+++ RECORD EXCERPTS

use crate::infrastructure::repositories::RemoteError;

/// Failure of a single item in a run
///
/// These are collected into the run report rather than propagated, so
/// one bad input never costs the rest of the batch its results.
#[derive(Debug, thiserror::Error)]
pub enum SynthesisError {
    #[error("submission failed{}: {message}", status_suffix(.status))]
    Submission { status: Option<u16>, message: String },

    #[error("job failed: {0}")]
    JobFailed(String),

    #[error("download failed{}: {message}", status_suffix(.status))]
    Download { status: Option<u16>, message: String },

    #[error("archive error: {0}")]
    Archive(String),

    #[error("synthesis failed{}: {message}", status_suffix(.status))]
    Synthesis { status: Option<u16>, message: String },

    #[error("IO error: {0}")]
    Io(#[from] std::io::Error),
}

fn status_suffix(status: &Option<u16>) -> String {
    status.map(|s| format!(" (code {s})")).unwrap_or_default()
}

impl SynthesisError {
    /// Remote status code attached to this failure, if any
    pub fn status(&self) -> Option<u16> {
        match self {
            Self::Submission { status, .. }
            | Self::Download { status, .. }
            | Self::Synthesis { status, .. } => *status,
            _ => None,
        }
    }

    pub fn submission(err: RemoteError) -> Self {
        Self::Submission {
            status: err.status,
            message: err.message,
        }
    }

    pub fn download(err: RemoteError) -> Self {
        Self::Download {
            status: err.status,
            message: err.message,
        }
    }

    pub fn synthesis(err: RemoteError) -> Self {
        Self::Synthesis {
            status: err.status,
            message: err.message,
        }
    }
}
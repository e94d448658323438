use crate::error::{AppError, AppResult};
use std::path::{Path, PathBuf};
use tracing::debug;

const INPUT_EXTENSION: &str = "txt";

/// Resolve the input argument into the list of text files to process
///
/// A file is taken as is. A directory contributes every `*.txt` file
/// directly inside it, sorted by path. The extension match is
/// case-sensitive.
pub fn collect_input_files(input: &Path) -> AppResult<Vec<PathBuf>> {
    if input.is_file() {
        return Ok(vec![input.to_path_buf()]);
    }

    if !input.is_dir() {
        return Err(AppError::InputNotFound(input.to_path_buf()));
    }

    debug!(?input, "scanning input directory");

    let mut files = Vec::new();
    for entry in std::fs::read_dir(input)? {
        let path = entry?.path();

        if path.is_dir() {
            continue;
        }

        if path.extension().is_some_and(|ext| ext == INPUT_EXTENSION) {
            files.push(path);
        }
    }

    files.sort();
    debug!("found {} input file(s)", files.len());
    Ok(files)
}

++++++
+++ RECORD EXCERPTS

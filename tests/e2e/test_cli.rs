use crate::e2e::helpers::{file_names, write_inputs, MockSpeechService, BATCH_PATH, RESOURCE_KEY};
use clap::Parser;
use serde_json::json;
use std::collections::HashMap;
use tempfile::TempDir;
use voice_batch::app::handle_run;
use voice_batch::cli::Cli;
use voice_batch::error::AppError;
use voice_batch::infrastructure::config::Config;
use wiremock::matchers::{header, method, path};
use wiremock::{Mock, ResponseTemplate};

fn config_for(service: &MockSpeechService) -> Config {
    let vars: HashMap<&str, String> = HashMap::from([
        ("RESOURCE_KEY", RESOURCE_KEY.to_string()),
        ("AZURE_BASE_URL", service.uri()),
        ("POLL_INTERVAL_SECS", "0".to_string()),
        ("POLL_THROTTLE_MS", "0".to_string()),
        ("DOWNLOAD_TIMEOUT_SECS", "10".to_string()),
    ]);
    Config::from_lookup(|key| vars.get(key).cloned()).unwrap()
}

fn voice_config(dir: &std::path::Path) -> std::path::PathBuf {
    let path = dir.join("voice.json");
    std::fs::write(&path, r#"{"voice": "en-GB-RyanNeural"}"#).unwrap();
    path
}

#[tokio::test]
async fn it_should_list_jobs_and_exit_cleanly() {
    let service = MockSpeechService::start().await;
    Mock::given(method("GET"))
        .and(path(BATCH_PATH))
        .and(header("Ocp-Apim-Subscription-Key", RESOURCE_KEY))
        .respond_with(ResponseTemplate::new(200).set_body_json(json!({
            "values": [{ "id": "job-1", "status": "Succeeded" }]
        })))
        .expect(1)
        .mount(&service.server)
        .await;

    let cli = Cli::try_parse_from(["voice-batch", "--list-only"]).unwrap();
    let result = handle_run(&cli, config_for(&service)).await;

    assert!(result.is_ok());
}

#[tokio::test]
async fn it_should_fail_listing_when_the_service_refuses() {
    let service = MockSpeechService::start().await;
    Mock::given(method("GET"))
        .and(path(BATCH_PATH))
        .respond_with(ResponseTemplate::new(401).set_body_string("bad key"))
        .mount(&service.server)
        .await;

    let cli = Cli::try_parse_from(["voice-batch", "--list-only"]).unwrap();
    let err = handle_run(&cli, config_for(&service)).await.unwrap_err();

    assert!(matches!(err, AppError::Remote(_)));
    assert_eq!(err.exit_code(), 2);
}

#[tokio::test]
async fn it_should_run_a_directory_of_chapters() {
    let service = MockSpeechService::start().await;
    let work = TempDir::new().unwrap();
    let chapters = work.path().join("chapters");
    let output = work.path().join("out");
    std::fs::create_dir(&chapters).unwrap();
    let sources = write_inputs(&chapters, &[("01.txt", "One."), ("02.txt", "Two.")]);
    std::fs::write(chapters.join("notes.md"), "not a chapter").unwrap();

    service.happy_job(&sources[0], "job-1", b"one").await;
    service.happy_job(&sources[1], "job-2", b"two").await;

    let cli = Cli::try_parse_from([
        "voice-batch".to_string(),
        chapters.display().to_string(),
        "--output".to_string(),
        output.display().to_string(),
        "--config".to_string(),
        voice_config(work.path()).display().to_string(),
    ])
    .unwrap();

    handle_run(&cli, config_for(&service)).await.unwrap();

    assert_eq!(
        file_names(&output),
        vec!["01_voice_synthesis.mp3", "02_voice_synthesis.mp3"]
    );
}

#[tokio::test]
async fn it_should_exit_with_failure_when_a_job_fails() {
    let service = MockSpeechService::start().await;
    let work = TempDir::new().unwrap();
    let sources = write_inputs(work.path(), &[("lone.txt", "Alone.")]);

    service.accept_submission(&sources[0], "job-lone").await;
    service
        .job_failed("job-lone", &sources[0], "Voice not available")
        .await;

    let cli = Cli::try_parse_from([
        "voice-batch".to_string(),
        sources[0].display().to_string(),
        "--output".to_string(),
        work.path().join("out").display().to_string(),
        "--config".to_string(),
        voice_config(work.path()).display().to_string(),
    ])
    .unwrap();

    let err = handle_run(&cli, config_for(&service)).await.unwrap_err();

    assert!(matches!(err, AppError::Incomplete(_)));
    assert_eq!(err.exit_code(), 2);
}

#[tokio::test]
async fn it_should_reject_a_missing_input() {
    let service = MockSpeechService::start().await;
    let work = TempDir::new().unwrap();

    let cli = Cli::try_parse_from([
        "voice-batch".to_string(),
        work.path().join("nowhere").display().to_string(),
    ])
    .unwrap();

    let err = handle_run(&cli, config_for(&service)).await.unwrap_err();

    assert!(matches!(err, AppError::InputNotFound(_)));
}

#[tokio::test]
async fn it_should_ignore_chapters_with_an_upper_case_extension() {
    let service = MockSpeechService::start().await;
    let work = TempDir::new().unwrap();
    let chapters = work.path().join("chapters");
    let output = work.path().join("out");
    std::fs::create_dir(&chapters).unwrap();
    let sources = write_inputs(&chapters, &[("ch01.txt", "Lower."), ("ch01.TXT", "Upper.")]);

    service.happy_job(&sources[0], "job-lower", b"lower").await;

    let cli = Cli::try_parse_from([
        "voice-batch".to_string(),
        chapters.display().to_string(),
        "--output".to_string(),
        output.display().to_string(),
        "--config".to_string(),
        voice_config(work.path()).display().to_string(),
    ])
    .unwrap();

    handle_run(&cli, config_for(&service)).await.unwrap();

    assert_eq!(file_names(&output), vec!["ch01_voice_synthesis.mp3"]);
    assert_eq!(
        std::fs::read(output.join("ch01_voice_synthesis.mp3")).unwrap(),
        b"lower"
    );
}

++++++

## PROBLEM REQUIREMENTS
If a line in the entries contains the word "sources", copy that line out.

## ANSWER
    let sources = write_inputs(&chapters, &[("01.txt", "One."), ("02.txt", "Two.")]);
    service.happy_job(&sources[0], "job-1", b"one").await;
    service.happy_job(&sources[1], "job-2", b"two").await;
    let sources = write_inputs(work.path(), &[("lone.txt", "Alone.")]);
    service.accept_submission(&sources[0], "job-lone").await;
        .job_failed("job-lone", &sources[0], "Voice not available")
        sources[0].display().to_string(),
    let sources = write_inputs(&chapters, &[("ch01.txt", "Lower."), ("ch01.TXT", "Upper.")]);
    service.happy_job(&sources[0], "job-lower", b"lower").await;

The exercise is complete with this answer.